One of the greatest security challenges for IT organizations is the storage and access of secrets, including passwords, certificates and API keys. These secrets guard enterprise applications, systems and data.
In IT, machines increasingly depend on secrets to integrate diverse systems or support interoperability between applications. This trend had led to "secrets sprawl," where businesses store secrets in varied locations, such as plain text files, configuration management systems and databases, and access them inconsistently. This makes it difficult for IT teams to track and manage secrets -- which, over time, can pose serious security threats.
A new group of tools, such as HashiCorp Vault, GitHub Actions and AWS Secrets Manager, centralize and organize secrets to bolster an organization's security posture.
The goal of secrets management
If admins don't know the exact location of secrets, or how they are protected, it's difficult to rely on monitoring and logging to identify potential threats.

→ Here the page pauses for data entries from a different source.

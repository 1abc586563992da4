//! Connection event system.
//!
//! Every lifecycle transition of a connection is published as a
//! [`LinkEvent`] on a broadcast channel. Failures that are swallowed by design
//! (probe ticks, teardown writes) are published here as well as logged, so
//! applications can observe them without parsing logs.

use serde::{Deserialize, Serialize};
use tokio::sync::broadcast;
use uuid::Uuid;

use gattlink_types::CharacteristicId;

/// Events emitted by a connection.
///
/// All events are serializable for logging, persistence, and IPC.
///
/// This enum is marked `#[non_exhaustive]` to allow adding new event types
/// in future versions without breaking downstream code.
#[derive(Debug, Clone, PartialEq, Eq, Serialize, Deserialize)]
#[serde(tag = "type", rename_all = "snake_case")]
#[non_exhaustive]
pub enum LinkEvent {
    /// The connection was marked active.
    Connected,
    /// Teardown finished.
    Disconnected {
        /// Number of characteristics that were subscribed at teardown.
        attempted: usize,
        /// Number of disable writes that failed.
        failed: usize,
        /// Whether the caller's deadline cut teardown short.
        timed_out: bool,
    },
    /// The keep-alive probe was started.
    ProbeStarted,
    /// The keep-alive probe was stopped.
    ProbeStopped,
    /// A keep-alive probe tick failed.
    ProbeFailed { error: String },
    /// A characteristic was added to the subscriber set.
    Subscribed { characteristic: CharacteristicId },
    /// A characteristic was removed from the subscriber set.
    Unsubscribed { characteristic: CharacteristicId },
    /// A disable-notifications write failed during teardown.
    UnsubscribeFailed {
        characteristic: CharacteristicId,
        error: String,
    },
    /// A discovery call was issued. `service` is `None` for service discovery.
    DiscoveryStarted { service: Option<Uuid> },
    /// A discovery call failed.
    DiscoveryFailed {
        service: Option<Uuid>,
        error: String,
    },
}

/// Sender for link events.
pub type EventSender = broadcast::Sender<LinkEvent>;

/// Receiver for link events.
pub type EventReceiver = broadcast::Receiver<LinkEvent>;

/// Event dispatcher for sending events to multiple receivers.
#[derive(Debug, Clone)]
pub struct EventDispatcher {
    sender: EventSender,
}

impl EventDispatcher {
    /// Create a new event dispatcher.
    pub fn new(capacity: usize) -> Self {
        let (sender, _) = broadcast::channel(capacity.max(1));
        Self { sender }
    }

    /// Subscribe to events.
    pub fn subscribe(&self) -> EventReceiver {
        self.sender.subscribe()
    }

    /// Send an event.
    pub fn send(&self, event: LinkEvent) {
        // Ignore error if no receivers
        let _ = self.sender.send(event);
    }

    /// Get the number of active receivers.
    pub fn receiver_count(&self) -> usize {
        self.sender.receiver_count()
    }
}

impl Default for EventDispatcher {
    fn default() -> Self {
        Self::new(100)
    }
}

#[cfg(test)]
mod tests {
    use super::*;

    #[test]
    fn test_send_without_receivers_is_ignored() {
        let events = EventDispatcher::default();
        events.send(LinkEvent::ProbeStarted);
        assert_eq!(events.receiver_count(), 0);
    }

    #[tokio::test]
    async fn test_subscribers_receive_events() {
        let events = EventDispatcher::new(8);
        let mut rx = events.subscribe();
        events.send(LinkEvent::Connected);
        events.send(LinkEvent::ProbeStarted);

        assert_eq!(rx.recv().await.unwrap(), LinkEvent::Connected);
        assert_eq!(rx.recv().await.unwrap(), LinkEvent::ProbeStarted);
    }

    #[test]
    fn test_event_serialization() {
        let event = LinkEvent::UnsubscribeFailed {
            characteristic: CharacteristicId::new(Uuid::nil(), Uuid::nil()),
            error: "link lost".to_string(),
        };
        let json = serde_json::to_string(&event).unwrap();
        assert!(json.contains("\"type\":\"unsubscribe_failed\""));
        assert!(json.contains("link lost"));

        let back: LinkEvent = serde_json::from_str(&json).unwrap();
        assert_eq!(back, event);
    }

    #[test]
    fn test_unit_event_serialization() {
        let json = serde_json::to_string(&LinkEvent::ProbeStopped).unwrap();
        assert_eq!(json, r#"{"type":"probe_stopped"}"#);
    }
}
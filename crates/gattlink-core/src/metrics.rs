//! Connection operation metrics.
//!
//! This module tracks counts and latencies of the transport calls the
//! connection core issues on its own: keep-alive probes, subscription
//! descriptor writes and discovery calls.

use std::sync::atomic::{AtomicU64, Ordering};
use std::time::Duration;

use serde::{Deserialize, Serialize};

/// Metrics for a single operation type.
#[derive(Debug, Clone, Default, PartialEq, Serialize, Deserialize)]
pub struct OperationMetrics {
    /// Total number of operations.
    pub count: u64,
    /// Number of successful operations.
    pub success_count: u64,
    /// Number of failed operations.
    pub failure_count: u64,
    /// Total duration of all operations.
    pub total_duration_ms: u64,
    /// Minimum operation duration.
    pub min_duration_ms: Option<u64>,
    /// Maximum operation duration.
    pub max_duration_ms: Option<u64>,
    /// Average operation duration.
    pub avg_duration_ms: Option<f64>,
}

/// Thread-safe atomic operation metrics tracker.
#[derive(Debug)]
pub struct AtomicOperationMetrics {
    count: AtomicU64,
    success_count: AtomicU64,
    failure_count: AtomicU64,
    total_duration_ms: AtomicU64,
    min_duration_ms: AtomicU64,
    max_duration_ms: AtomicU64,
}

impl Default for AtomicOperationMetrics {
    fn default() -> Self {
        Self::new()
    }
}

impl AtomicOperationMetrics {
    /// Create new empty metrics.
    pub fn new() -> Self {
        Self {
            count: AtomicU64::new(0),
            success_count: AtomicU64::new(0),
            failure_count: AtomicU64::new(0),
            total_duration_ms: AtomicU64::new(0),
            min_duration_ms: AtomicU64::new(u64::MAX),
            max_duration_ms: AtomicU64::new(0),
        }
    }

    /// Record the outcome of one operation.
    pub fn record(&self, success: bool, duration: Duration) {
        if success {
            self.record_success(duration);
        } else {
            self.record_failure(duration);
        }
    }

    /// Record a successful operation.
    pub fn record_success(&self, duration: Duration) {
        let ms = duration.as_millis() as u64;
        self.count.fetch_add(1, Ordering::Relaxed);
        self.success_count.fetch_add(1, Ordering::Relaxed);
        self.total_duration_ms.fetch_add(ms, Ordering::Relaxed);
        self.update_min_max(ms);
    }

    /// Record a failed operation.
    pub fn record_failure(&self, duration: Duration) {
        let ms = duration.as_millis() as u64;
        self.count.fetch_add(1, Ordering::Relaxed);
        self.failure_count.fetch_add(1, Ordering::Relaxed);
        self.total_duration_ms.fetch_add(ms, Ordering::Relaxed);
        self.update_min_max(ms);
    }

    fn update_min_max(&self, ms: u64) {
        self.min_duration_ms.fetch_min(ms, Ordering::Relaxed);
        self.max_duration_ms.fetch_max(ms, Ordering::Relaxed);
    }

    /// Get a snapshot of the current metrics.
    pub fn snapshot(&self) -> OperationMetrics {
        let count = self.count.load(Ordering::Relaxed);
        let total_duration_ms = self.total_duration_ms.load(Ordering::Relaxed);
        let min = self.min_duration_ms.load(Ordering::Relaxed);
        let max = self.max_duration_ms.load(Ordering::Relaxed);

        OperationMetrics {
            count,
            success_count: self.success_count.load(Ordering::Relaxed),
            failure_count: self.failure_count.load(Ordering::Relaxed),
            total_duration_ms,
            min_duration_ms: (min != u64::MAX).then_some(min),
            max_duration_ms: (count > 0).then_some(max),
            avg_duration_ms: (count > 0).then(|| total_duration_ms as f64 / count as f64),
        }
    }

    /// Reset all metrics to zero.
    pub fn reset(&self) {
        self.count.store(0, Ordering::Relaxed);
        self.success_count.store(0, Ordering::Relaxed);
        self.failure_count.store(0, Ordering::Relaxed);
        self.total_duration_ms.store(0, Ordering::Relaxed);
        self.min_duration_ms.store(u64::MAX, Ordering::Relaxed);
        self.max_duration_ms.store(0, Ordering::Relaxed);
    }
}

/// Metrics for one peripheral connection.
#[derive(Debug, Default)]
pub struct LinkMetrics {
    /// Keep-alive probe ticks.
    pub probes: AtomicOperationMetrics,
    /// Subscription descriptor writes (enable, disable and teardown).
    pub descriptor_writes: AtomicOperationMetrics,
    /// Service and characteristic discovery calls.
    pub discoveries: AtomicOperationMetrics,
}

impl LinkMetrics {
    /// Create new empty link metrics.
    pub fn new() -> Self {
        Self::default()
    }

    /// Get a summary of all metrics.
    pub fn summary(&self) -> LinkMetricsSummary {
        LinkMetricsSummary {
            probes: self.probes.snapshot(),
            descriptor_writes: self.descriptor_writes.snapshot(),
            discoveries: self.discoveries.snapshot(),
        }
    }

    /// Reset all metrics.
    pub fn reset(&self) {
        self.probes.reset();
        self.descriptor_writes.reset();
        self.discoveries.reset();
    }
}

/// Serializable summary of link metrics.
#[derive(Debug, Clone, Default, PartialEq, Serialize, Deserialize)]
pub struct LinkMetricsSummary {
    /// Keep-alive probe metrics.
    pub probes: OperationMetrics,
    /// Descriptor write metrics.
    pub descriptor_writes: OperationMetrics,
    /// Discovery call metrics.
    pub discoveries: OperationMetrics,
}
//! Connection core for BLE central applications.
//!
//! This crate manages one Bluetooth Low Energy peripheral connection from the
//! central role. It does not talk to a radio itself; it drives a
//! [`Transport`] and adds the lifecycle logic that platform GATT APIs leave to
//! the application.
//!
//! # Features
//!
//! - **Keep-alive**: an uncached service read every few seconds while no
//!   characteristic is notifying, suspended as soon as one is
//! - **Single-flight discovery**: services and characteristics are discovered
//!   lazily, once, and the result is replayed to every caller
//! - **Orderly teardown**: disconnect disables every active subscription first,
//!   isolating per-characteristic failures and honouring a deadline
//! - **Dispatch contexts**: descriptor writes can be pinned to one designated
//!   execution context
//! - **Events and metrics**: lifecycle transitions and swallowed failures are
//!   broadcast as [`LinkEvent`]s and counted in [`LinkMetrics`]
//!
//! # Keep-alive states
//!
//! | State | Probe | Subscribers |
//! |-------|-------|-------------|
//! | Idle | stopped | none |
//! | Probing | running | none |
//! | Subscribed | stopped | one or more |
//!
//! # Quick Start
//!
//! ```
//! use std::sync::Arc;
//! use gattlink_core::{Connection, KeepAliveState, MockTransport};
//! use gattlink_types::CharacteristicProperties;
//! use gattlink_types::uuid::{BATTERY_LEVEL, BATTERY_SERVICE};
//!
//! #[tokio::main]
//! async fn main() -> Result<(), Box<dyn std::error::Error>> {
//!     let transport = MockTransport::builder()
//!         .service(BATTERY_SERVICE)
//!         .characteristic(BATTERY_SERVICE, BATTERY_LEVEL, CharacteristicProperties::notify_only())
//!         .build();
//!
//!     let connection = Connection::with_defaults(Arc::new(transport));
//!     connection.connect().await;
//!     assert_eq!(connection.state().await, KeepAliveState::Probing);
//!
//!     let level = connection
//!         .service(BATTERY_SERVICE)
//!         .await?
//!         .characteristic(BATTERY_LEVEL)
//!         .await?;
//!     level.enable_notifications().await?;
//!     assert_eq!(connection.state().await, KeepAliveState::Subscribed);
//!
//!     let report = connection.disconnect().await;
//!     println!("Disabled {} subscriptions", report.unsubscribed);
//!     Ok(())
//! }
//! ```

pub mod config;
pub mod connection;
pub mod dispatch;
pub mod error;
pub mod events;
pub mod guard;
pub mod keepalive;
pub mod metrics;
pub mod mock;
pub mod service;
pub mod transport;

mod single_flight;

#[cfg(feature = "btleplug")]
pub mod btle;

// Re-export types and uuid modules from gattlink-types
pub use gattlink_types::types;
pub use gattlink_types::uuid;

pub use config::{ConfigError, DEFAULT_PROBE_INTERVAL, LinkConfig};
pub use connection::Connection;
pub use dispatch::{DispatchQueue, Dispatcher, InlineDispatcher, Job, run_on};
pub use error::{Error, Result, TransportError};
pub use events::{EventDispatcher, EventReceiver, EventSender, LinkEvent};
pub use guard::ConnectionGuard;
pub use keepalive::{ConnectionKeepAlive, KeepAliveState, TeardownReport};
pub use metrics::{AtomicOperationMetrics, LinkMetrics, LinkMetricsSummary, OperationMetrics};
pub use mock::{MockTransport, MockTransportBuilder};
pub use service::{CharacteristicHandle, GattService};
pub use single_flight::Discovery;
pub use transport::Transport;

#[cfg(feature = "btleplug")]
pub use btle::BtleTransport;

#[cfg(test)]
mod tests {
    use super::*;

    #[test]
    fn test_public_types_are_send_and_sync() {
        fn assert_send_sync<T: Send + Sync>() {}
        assert_send_sync::<Connection>();
        assert_send_sync::<ConnectionKeepAlive>();
        assert_send_sync::<GattService>();
        assert_send_sync::<CharacteristicHandle>();
        assert_send_sync::<Discovery<CharacteristicHandle>>();
        assert_send_sync::<MockTransport>();
        assert_send_sync::<DispatchQueue>();
        assert_send_sync::<Error>();
    }

    #[test]
    fn test_default_probe_interval() {
        assert_eq!(DEFAULT_PROBE_INTERVAL, std::time::Duration::from_secs(5));
    }
}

In light of these challenges, organizations reexamine how they organize, use and protect secrets. Secrets management tools store and control access to a range of secrets, including passwords, certificates, tokens and encryption keys; this enables IT teams to centrally control secrets through business policies. Admins can deploy secrets repositories locally as a service to support data center and public cloud infrastructure.
There are several common uses for secrets management tools. At their simplest, these tools store business secrets in a designated location to prevent secrets sprawl and provide centralized control. They can also store employee or user credentials for applications and services, and log secrets use -- which makes it possible for admins to review or audit access to specific secrets.
Secrets repositories increasingly support the use of dynamic or temporary secrets -- an API key for scripts, for example, that is created for the duration of a script and then is removed or revoked. This minimizes the risk of theft, as the secret is generated on the fly and eliminated after use.
Secrets repositories also support encryption. For example, HashiCorp Vault includes encryption capabilities that enable applications to encrypt data located on disk. This native encryption often simplifies data security, as it supports a common platform for encryption across the organization.
Secrets management best practices -- beyond the tool
While secrets repositories facilitate stronger and more consistent security practices, those results are not automatic. Secrets management tools will not help, for example, if developers or administrators continue to use scripts or source code with plain text credentials. Successful adoption of these tools demands commitment, as well as changes to practices and workflows across the organization. To start, implement these secrets management best practices.
Embrace the change. One of the biggest challenges of a secrets repository is to actually enforce its use. Once the repository is available, admins must secure secrets through the platform to control and track secrets access. The organization must make a concerted effort to understand and undo any existing secrets sprawl. This demands extensive human intervention and can disrupt long-standing processes and workflows among administrators, developers and others.
Build on integrations. Once secrets are in a repository, applications and services must use them, which requires integration with other tools and platforms -- some of which might run in public clouds. A secrets repository might integrate with a local identity service, such as Active Directory; a cloud service on AWS, Azure or Google Cloud Platform; or a container orchestration platform like Kubernetes. For example, a secrets repository might provide secrets to pods of VMs running on Kubernetes. Developers can use integration to reduce the amount of application changes or updates needed for effective secrets repository use.
Use dynamic secrets. Even when policies are in place to require periodic changes, a typical secret -- such as a password -- is still static and can be compromised with enough time and effort. Enhance security with dynamic secrets, which, as mentioned above, exchange unique secrets with every request.
Involve encryption. Encryption is an essential service to protect application data both at rest and in flight. But enterprises frequently omit encryption because of the challenges involved in managing encryption certificates and key rotation. A secrets repository serves as a centralized interface for key management, which can simplify and standardize encryption both locally and within the public cloud.
Consider auth methods. An auth method is a means to perform authentication and assign an identity. There are various auth methods available today, and a secrets repository can potentially support specific authentication for many major services, such as AliCloud, Okta, AWS, Azure, Cloud Foundry, Google Cloud, Kubernetes, GitHub, LDAP, RADIUS and TLS certificates. For example, software developers might use some systems that use the GitHub auth method, while cloud containers might use the Kubernetes auth method. Select the auth method -- or methods -- that are most appropriate or efficient for the repository use case, and disable additional, unused auth methods to minimize possible attack surfaces.
Use plugins. Secrets management tools provide extensibility, and future-proof platforms through support for plugins. For example, a plugin can enable new secrets engines -- to store, generate or encrypt secrets -- and authentication methods. To obtains plugins, check what the secrets repository vendor offers, or look to create them in-house to suit the specific needs of the business.
Use logs and audits. A secrets repository produces detailed logs of all requests and responses, including errors. Logs are indispensable tools for security audits as they enable administrators to quickly locate unauthorized access attempts and ensure the organization's security posture for regulatory compliance. Logs might be composed of JSON objects for further parsing and analytics. Sensitive information, such as tokens and lease details, are typically hashed to protect against unauthorized log access. Enable and direct logging features to a secure storage location in the enterprise.